> Provided records
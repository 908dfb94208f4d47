use std::sync::mpsc;
use std::thread;
use std::time::Duration;

use tracing::warn;

use forgeerp_core::TenantId;
use forgeerp_events::{EventBus, Subscription, TenantScoped};

/// Handle to control and join a background worker.
#[derive(Debug)]
pub struct WorkerHandle {
    shutdown: mpsc::Sender<()>,
    join: Option<thread::JoinHandle<()>>,
}

impl WorkerHandle {
    /// Request graceful shutdown and wait for the worker to stop.
    pub fn shutdown(mut self) {
        let _ = self.shutdown.send(());
        if let Some(j) = self.join.take() {
            let _ = j.join();
        }
    }
}

/// Generic projection worker loop.
///
/// - Subscribes to an event bus
/// - Applies an idempotent handler for each message
/// - Supports graceful shutdown
/// - Optional tenant filtering for safe initialization
#[derive(Debug)]
pub struct ProjectionWorker;

impl ProjectionWorker {
    /// Spawn a worker thread that processes events from the bus subscription.
    ///
    /// - `tenant_id`: when provided, messages for other tenants are ignored
    /// - `handler`: must be idempotent (at-least-once delivery safe)
    pub fn spawn<M, B, H, E>(
        name: &'static str,
        bus: B,
        tenant_id: Option<TenantId>,
        mut handler: H,
    ) -> WorkerHandle
    where
        M: TenantScoped + Send + 'static,
        B: EventBus<M> + Send + Sync + 'static,
        H: FnMut(M) -> Result<(), E> + Send + 'static,
        E: core::fmt::Debug + Send + 'static,
    {
        let (shutdown_tx, shutdown_rx) = mpsc::channel::<()>();
        let sub: Subscription<M> = bus.subscribe();

        let join = thread::Builder::new()
            .name(name.to_string())
            .spawn(move || worker_loop(name, sub, shutdown_rx, tenant_id, &mut handler))
            .expect("failed to spawn projection worker thread");

        WorkerHandle {
            shutdown: shutdown_tx,
            join: Some(join),
        }
    }
}

fn worker_loop<M, H, E>(
    name: &'static str,
    sub: Subscription<M>,
    shutdown_rx: mpsc::Receiver<()>,
    tenant_id: Option<TenantId>,
    handler: &mut H,
) where
    M: TenantScoped,
    H: FnMut(M) -> Result<(), E>,
    E: core::fmt::Debug,
{
    let tick = Duration::from_millis(250);

    loop {
        // Shutdown check (non-blocking)
        if shutdown_rx.try_recv().is_ok() {
            break;
        }

        match sub.recv_timeout(tick) {
            Ok(msg) => {
                if let Some(t) = tenant_id {
                    if msg.tenant_id() != t {
                        // Tenant-safe: ignore other tenants.
                        continue;
                    }
                }

                if let Err(err) = handler(msg) {
                    warn!(worker = name, error = ?err, "projection worker handler failed");
                }
            }
            Err(std::sync::mpsc::RecvTimeoutError::Timeout) => continue,
            Err(std::sync::mpsc::RecvTimeoutError::Disconnected) => break,
        }
    }
}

> Exercise
Where a line of the entries above holds the word "break", return that line.

> Output
            break;
            Err(std::sync::mpsc::RecvTimeoutError::Disconnected) => break,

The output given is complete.